State's feticide law constitutional
The constitutionality of Illinois' feticide statute (III. Rev. Stat. 1981, ch. 38, sec. 9-1.1) was upheld April 2 in a decision handed in People v. Shum (Docket No. 61446).
The defendant had received the death penalty for murder of a woman nine months' pregnant and an extended prison sentence for murder of the unborn child. Feticide, as defined by the statute, involves intent to kill or do great bodily harm to the mother (or knowing that whatever actions against the mother would likely cause death or great harm), and knowledge that the woman was pregnant. In this statute a fetus is defined as "being capable, at the time of its death, of sustained life outside of the mother's womb" (Ill. Rev. Stat. 1981 ch. 38, secs. 9 l.l.(a)(b).
Among the issues raised by the defense was the consistency of the feticide statute with section 1 of the 1975 Abortion Act (Ill. Rev. Stat. 1981, ch. 38, sec. 61-21), which declares it is the policy of the state to protect the right to life of an unborn child from the time it is conceived. The defendant argued that this policy cannot be reconciled with feticide statute. The court, however, said that the two statutes "address widely different interests in what must be considered proper terms for each" and that the feticide statute "is not inconsistent with any permissible policy of the Illinois General Assembly."
Justice Howard C. Ryan, who wrote the opinion for the majority, noted that the U.S. Supreme Court has held in Roe v. Wade (1973) that abortion is a constitutionally protected right. He said that the feticide statute, on the other hand, attempts to protect a pregnant mother and her unborn child from the "intentional wrongdoing of a third party" by punishing the wrongdoer "not only for any injury to the woman but also for the death of her viable fetus." Ryan explained the intent of the legislature when passing the 1975 abortion law: ". . . a mother should not at any time have the option to voluntary [sic] terminate her pregnancy, except when necessary to protect her life. The legislature also went on to state, however, that this policy is impermissible under the Supreme Court's decisions. Thus there is no inconsistency between the two statutes." The death penalty was upheld.
No right to appointed counsel at DUI license suspension hearing
An indigent defendant does not have the right to a court-appointed counsel when challenging the summary suspension of his driver's license for refusal to take a breathalyzer test. The Illinois Supreme Court affirmed the distinction between civil and criminal proceedings in the state's DUI law April 2 and ruled that summary-suspension (implied consent) hearings and hearings to issue a judicial driving permit are civil in nature. Right to an appointed counsel only comes with criminal proceedings. Justice Joseph H. Goldenhersh wrote the opinion for the unanimous ruling in Koss v. Slater (Docket No. 63294).

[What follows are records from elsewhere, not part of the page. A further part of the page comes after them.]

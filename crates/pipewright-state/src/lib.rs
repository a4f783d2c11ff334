//! pipewright-state: storage seams for the pipewright pipeline engine
//!
//! Two external collaborators sit behind async traits:
//!
//! - `CacheStore`: key -> byte blob storage that survives across runs
//! - `DeployTarget`: a published artifact tree with a commit history
//!
//! Filesystem backends (`FsCacheStore`, `FsDeployTarget`) are used by the
//! CLI; in-memory fakes live in [`fakes`] for tests.

mod error;
pub mod fakes;
pub mod fs_cache;
pub mod fs_target;
pub mod storage_traits;
pub mod tree;

pub use error::StorageError;
pub use fs_cache::FsCacheStore;
pub use fs_target::FsDeployTarget;
pub use storage_traits::{
    CacheKey, CacheStore, Changeset, DeployCommit, DeployTarget, StorageResult,
};
pub use tree::{read_tree, validate_relative, Tree};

Cronson v. Court: another battle in the war
The most recent battle in the ongoing struggle between the Illinois Supreme Court and Auditor General Robert C. Cronson resulted in a setback for Cronson. He lost when Cook County Circuit Court Judge David J. Shields ruled April 21 that two agencies under the state Supreme Court are not state agencies and hence not subject to audit by the auditor general. The court's holding was based on the definition of state agencies in the state's Auditing Act (Ill. Rev. Stat., Ch. 15, sec. 301-7).

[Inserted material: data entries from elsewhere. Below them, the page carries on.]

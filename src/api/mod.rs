pub mod nbp_client;

pub use nbp_client::{default_rates_date, ExchangeRateSource, NbpClient, NBP_BASE_URL};
use serde::Serialize;

use crate::error::{CurrencyError, Result};

pub const DEFAULT_TAKE: u32 = 10;
pub const MAX_TAKE: u32 = 50;

/// A validated skip/take window.
#[derive(Debug, Clone, Copy, PartialEq, Eq)]
pub struct PageRequest {
    skip: u32,
    take: u32,
}

impl PageRequest {
    pub fn new(skip: u32, take: u32) -> Result<Self> {
        if take == 0 || take > MAX_TAKE {
            return Err(CurrencyError::InvalidPageRequest(format!(
                "take must be between 1 and {}, got {}",
                MAX_TAKE, take
            )));
        }
        Ok(Self { skip, take })
    }

    /// Build a request from a 1-based page number.
    pub fn from_page(page: u32, take: u32) -> Result<Self> {
        if page == 0 {
            return Err(CurrencyError::InvalidPageRequest(
                "page numbers start at 1".to_string(),
            ));
        }
        let skip = (page - 1).checked_mul(take).ok_or_else(|| {
            CurrencyError::InvalidPageRequest(format!("page {} is out of range", page))
        })?;
        Self::new(skip, take)
    }

    pub fn skip(&self) -> u32 {
        self.skip
    }

    pub fn take(&self) -> u32 {
        self.take
    }

    pub fn page(&self) -> u32 {
        self.skip / self.take + 1
    }
}

impl Default for PageRequest {
    fn default() -> Self {
        Self {
            skip: 0,
            take: DEFAULT_TAKE,
        }
    }
}

#[derive(Debug, Clone, PartialEq, Eq, Serialize)]
#[serde(rename_all = "camelCase")]
pub struct PageMeta {
    pub page: u32,
    pub take: u32,
    pub item_count: u64,
    pub page_count: u64,
    pub has_previous_page: bool,
    pub has_next_page: bool,
}

impl PageMeta {
    pub fn new(request: &PageRequest, item_count: u64) -> Self {
        let take = request.take();
        let page = request.page();
        let page_count = item_count.div_ceil(u64::from(take));

        Self {
            page,
            take,
            item_count,
            page_count,
            has_previous_page: page > 1,
            has_next_page: u64::from(page) < page_count,
        }
    }
}

#[derive(Debug, Clone, Serialize)]
pub struct Page<T> {
    pub data: Vec<T>,
    pub meta: PageMeta,
}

Since 1977 Cronson has refused to audit funds appropriated for the Illinois Supreme Court because he was not allowed to audit the Board of Law Examiners and the Attorney Registration and Disciplinary Commission. Judge Shields's opinion seems to reiterate the earlier position of the Supreme Court. He said that since both bodies were created by the Supreme Court and not by statute and are funded by attorney registration and examination fees and not appropriations, they are outside the scope of the state auditing act.
As of May 5, Cronson's office had not yet decided the strategy it would use in appealing the ruling. Two other cases also involving the jurisdictional conflict between the auditor general and the Illinois Supreme Court are already being appealed to the U.S. Supreme Court (see Illinois Issues, February 1987, p. 31).